Other studies on subjects with treated hypothyroidism have failed to show association between quality of life and TSH levels within the normal range, but their sample size was probably too small to get statistical power [5] or TSH was only considered as a dichotomic variable, and not as a continuous variable [4, 31]. In this regard, it should be noted that our statistical analysis, using generalized additive models, could not identify any threshold above which the rise in TSH values resulted in a greater impact on quality of life measurements.

This study, however, is contrary to the results of two randomized clinical trials [15, 16] that evaluated the effect of fine titration of levothyroxine, resulting in different TSH values within the normal range, none of which could demonstrate benefits of lower values of TSH on the physical well-being, cognition, or mood of hypothyroid patients. There are several explanations for this contradiction. First, the sample size of both clinical trials was small, with few participants in each group with a different range for TSH. Second, patients were not selected on the basis of symptoms status or impaired quality of life. It should be taken into account that only a relatively small proportion of patients with hypothyroidism remain symptomatic or dissatisfied with their treatment [11]. Ideally, this subgroup of patients would constitute the most appropriate target population on which to conduct a clinical trial to assess the effect of levothyroxine dose adjustment on health-related quality of life. In fact, a small open uncontrolled study on 23 patients with hypothyroidism and persistent deterioration of quality of life despite biochemically adequate treatment with levothyroxine, showed a striking improvement in quality of life, as assessed by the ThyPRO-39, after switching from levothyroxine to a combination of levothyroxine and liothyronine [32]. Although the authors suggested a possible direct benefit of combination therapy, they did not draw attention to the fact that TSH levels had dropped significantly 3 months after change of treatment, which might suggest that patients improved simply because of the greater potency of the combination therapy, reflected by decreased TSH levels. The benefits seen with lower TSH values in certain hypothyroid patients could be related to the fact that TSH levels are genetically determined [33] and oscillate around the endogenous set point of each individual. In fact, the intraindividual variation of TSH is less than its interindividual variation [34]. Therefore, the whole normal TSH range applicable to the general population could not be suitable for some particular subjects with a lower TSH set point. However, the normal TSH values of each individual before diagnosis of hypothyroidism are often not known, and, in any case, it is not common practice to take them into account when setting the therapeutic goal after diagnosis.
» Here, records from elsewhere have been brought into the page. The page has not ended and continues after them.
use super::*;

#[test]
fn kernel_sums_to_one_q16() {
    for (r, s) in [(1, 0.5), (5, 2.0), (30, 10.0)] {
        let k = gaussian_kernel_q16(r, s).unwrap();
        assert_eq!(k.len(), (2 * r + 1) as usize);
        assert_eq!(k.iter().map(|&w| u64::from(w)).sum::<u64>(), 65536);
        assert!(k[r as usize] >= k[0]);
    }
    assert_eq!(gaussian_kernel_q16(0, 1.0).unwrap(), vec![65536]);
    assert!(gaussian_kernel_q16(3, 0.0).is_err());
}

#[test]
fn overlay_shadow_parameters() {
    let s = DropShadow::overlay();
    assert_eq!(s.sigma(), 10.0);
    assert_eq!(s.radius(), 30);
    assert_eq!(s.color.a, 204);
    assert_eq!(s.offset, Vec2::new(0.0, 4.0));
}

#[test]
fn blur_spreads_a_single_dot() {
    let (w, h) = (21u32, 21u32);
    let mut mask = vec![0u8; (w * h) as usize];
    mask[(10 * w + 10) as usize] = 255;
    let shadow = DropShadow {
        blur: 4.0,
        ..DropShadow::overlay()
    };
    let mut out = Vec::new();
    ShadowBlur::default()
        .blur_mask(&mask, &mut out, w, h, &shadow)
        .unwrap();
    let center = out[(10 * w + 10) as usize];
    assert!(center < 255 && center > 0);
    assert!(out[(10 * w + 11) as usize] > 0);
    assert_eq!(out[0], 0);
}

#[test]
fn blur_rejects_wrong_mask_size() {
    let mut out = Vec::new();
    let err = ShadowBlur::default().blur_mask(&[0; 3], &mut out, 2, 2, &DropShadow::overlay());
    assert!(err.is_err());
}

#[test]
fn uniform_mask_stays_uniform() {
    let mask = vec![200u8; 16 * 8];
    let mut out = Vec::new();
    ShadowBlur::default()
        .blur_mask(&mask, &mut out, 16, 8, &DropShadow::overlay())
        .unwrap();
    assert!(out.iter().all(|&v| v == 200));
}

#[test]
fn composite_clips_and_blends() {
    let mut dst = vec![0u8, 0, 0, 255].repeat(4);
    let mask = vec![255u8, 128, 255, 0];
    let white = Rgba8Premul::from_straight_rgba(255, 255, 255, 255);
    composite_mask_over(&mut dst, 2, 2, &mask, 2, 2, 1, 0, white);
    assert_eq!(&dst[0..4], &[0, 0, 0, 255]);
    assert_eq!(&dst[4..8], &[255, 255, 255, 255]);
    assert_eq!(&dst[8..12], &[0, 0, 0, 255]);
    assert_eq!(&dst[12..16], &[255, 255, 255, 255]);

    let mut dst = vec![0u8; 4];
    composite_mask_over(&mut dst, 1, 1, &[255], 1, 1, -1, 0, white);
    assert_eq!(dst, vec![0, 0, 0, 0]);
}

#[test]
fn alpha_mask_takes_fourth_channel() {
    let mut out = Vec::new();
    alpha_mask(&[1, 2, 3, 4, 5, 6, 7, 8], &mut out);
    assert_eq!(out, vec![4, 8]);
}
//! Pure mapping from `(kind, progress)` to the background transform and the text reveal.
//!
//! Translation values are expressed in the 1080x1920 reference frame. Everything is applied
//! around the frame center.

use std::f64::consts::{PI, TAU};

use crate::animation::kind::AnimationKind;
use crate::animation::preset::TYPEWRITER_PRESET_ID;
use crate::foundation::core::{Affine, Point, Progress, Vec2};

/// Background camera transform for one frame.
#[derive(Clone, Copy, Debug, PartialEq)]
pub struct Transform {
    /// Horizontal scale.
    pub scale_x: f64,
    /// Vertical scale.
    pub scale_y: f64,
    /// Horizontal shift in reference pixels, applied in scaled space.
    pub translate_x: f64,
    /// Vertical shift in reference pixels, applied in scaled space.
    pub translate_y: f64,
    /// Clockwise rotation in radians.
    pub rotation_rad: f64,
    /// Opacity of the background layer.
    pub opacity: f64,
}

impl Transform {
    /// No motion, fully opaque.
    pub const IDENTITY: Self = Self {
        scale_x: 1.0,
        scale_y: 1.0,
        translate_x: 0.0,
        translate_y: 0.0,
        rotation_rad: 0.0,
        opacity: 1.0,
    };

    fn uniform(scale: f64) -> Self {
        Self {
            scale_x: scale,
            scale_y: scale,
            ..Self::IDENTITY
        }
    }

    /// Affine applied around `center`: scale, then shift, then rotate.
    pub fn to_affine(&self, center: Point) -> Affine {
        let c = center.to_vec2();
        Affine::translate(c)
            * Affine::scale_non_uniform(self.scale_x, self.scale_y)
            * Affine::translate(Vec2::new(self.translate_x, self.translate_y))
            * Affine::rotate(self.rotation_rad)
            * Affine::translate(-c)
    }
}

impl Default for Transform {
    fn default() -> Self {
        Self::IDENTITY
    }
}

/// Background transform for `kind` at `progress`.
///
/// Text kinds resolve as zoom-in; unknown kinds resolve to [`Transform::IDENTITY`].
pub fn resolve(kind: AnimationKind, progress: Progress) -> Transform {
    let p = progress.get();
    match kind.background() {
        AnimationKind::ZoomIn => Transform::uniform(1.0 + 0.15 * p),
        AnimationKind::ZoomOut => Transform::uniform(1.15 - 0.15 * p),
        AnimationKind::PanLeftRight => Transform {
            translate_x: 80.0 - 160.0 * p,
            ..Transform::uniform(1.2)
        },
        AnimationKind::PanRightLeft => Transform {
            translate_x: -80.0 + 160.0 * p,
            ..Transform::uniform(1.2)
        },
        AnimationKind::PanTopBottom => Transform {
            translate_y: 120.0 - 240.0 * p,
            ..Transform::uniform(1.2)
        },
        AnimationKind::ZoomRotate => Transform {
            rotation_rad: (3.0 * p).to_radians(),
            ..Transform::uniform(1.0 + 0.15 * p)
        },
        AnimationKind::Breathe => Transform::uniform(1.0 + 0.05 * (TAU * p).sin()),
        AnimationKind::Fade => Transform {
            opacity: fade_ramp(p),
            ..Transform::uniform(1.0 + 0.08 * p)
        },
        AnimationKind::Parallax => Transform {
            translate_x: 30.0 * (TAU * p).sin(),
            translate_y: 20.0 * (3.0 * PI * p).cos(),
            ..Transform::uniform(1.15)
        },
        AnimationKind::Tilt => Transform {
            rotation_rad: (3.0 * (TAU * p).sin()).to_radians(),
            ..Transform::uniform(1.15)
        },
        AnimationKind::Pop => {
            if p < 0.1 {
                Transform::uniform(1.0 + (p / 0.1) * 0.05)
            } else {
                Transform::uniform(1.05)
            }
        }
        AnimationKind::Typewriter | AnimationKind::FadeUp | AnimationKind::Unknown => {
            Transform::IDENTITY
        }
    }
}

fn fade_ramp(p: f64) -> f64 {
    if p < 0.15 {
        p / 0.15
    } else if p > 0.85 {
        (1.0 - p) / 0.15
    } else {
        1.0
    }
}

/// How the overlay text enters.
#[derive(Clone, Copy, Debug, PartialEq, Eq)]
pub enum TextMotion {
    /// Characters appear one by one over the first 40% of the loop.
    Typewriter,
    /// The block fades in and slides up over the first 20% of the loop.
    FadeUp,
}

/// Fraction of the loop over which the typewriter completes.
pub const TYPEWRITER_SPAN: f64 = 0.4;
/// Fraction of the loop over which the fade-up completes.
pub const FADE_UP_SPAN: f64 = 0.2;
/// Initial downward offset of the fade-up, in reference pixels.
pub const FADE_UP_OFFSET_PX: f64 = 100.0;

/// Pick the text motion for the current kind and preset.
///
/// An explicit text kind wins, then the typewriter preset, then fade-up.
pub fn text_motion(kind: AnimationKind, preset_id: &str) -> TextMotion {
    match kind {
        AnimationKind::Typewriter => TextMotion::Typewriter,
        AnimationKind::FadeUp => TextMotion::FadeUp,
        _ if preset_id == TYPEWRITER_PRESET_ID => TextMotion::Typewriter,
        _ => TextMotion::FadeUp,
    }
}

/// Text reveal for one frame.
#[derive(Clone, Copy, Debug, PartialEq)]
pub enum RevealState {
    /// Only the first `visible_chars` characters are drawn.
    Typed {
        /// Character budget across all lines.
        visible_chars: usize,
    },
    /// The whole block is drawn with `opacity`, shifted down by `offset_y`.
    Faded {
        /// Block opacity.
        opacity: f64,
        /// Downward offset in reference pixels.
        offset_y: f64,
    },
    /// Text fully shown, no animation.
    Full,
}

/// Reveal state for `motion` at `progress` over a text of `total_chars` characters.
pub fn resolve_reveal(motion: TextMotion, progress: Progress, total_chars: usize) -> RevealState {
    let p = progress.get();
    match motion {
        TextMotion::Typewriter if p < TYPEWRITER_SPAN => {
            let visible = ((p / TYPEWRITER_SPAN) * total_chars as f64).floor() as usize;
            RevealState::Typed {
                visible_chars: visible.min(total_chars),
            }
        }
        TextMotion::FadeUp if p < FADE_UP_SPAN => {
            let t = p / FADE_UP_SPAN;
            RevealState::Faded {
                opacity: t,
                offset_y: FADE_UP_OFFSET_PX * (1.0 - t),
            }
        }
        _ => RevealState::Full,
    }
}

#[cfg(test)]
#[path = "../../tests/unit/animation/resolve.rs"]
mod tests;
This study has obvious limitations. First, its sample size was small, and its results are based on a single TSH determination for each patient. In addition, the levels of circulating thyroid hormones (T4 or T3), which maybe could offer a better correlation with quality of life than TSH, as well as other potential confounding factors, such as antithyroid antibodies, were not measured.

In conclusion, this study shows that, even within the normal reference range, TSH levels correlate with quality of life among patients with primary hypothyroidism treated with levothyroxine. The assessment of selected patient-reported outcomes could be used to make fine adjustments to the dose of levothyroxine replacement therapy.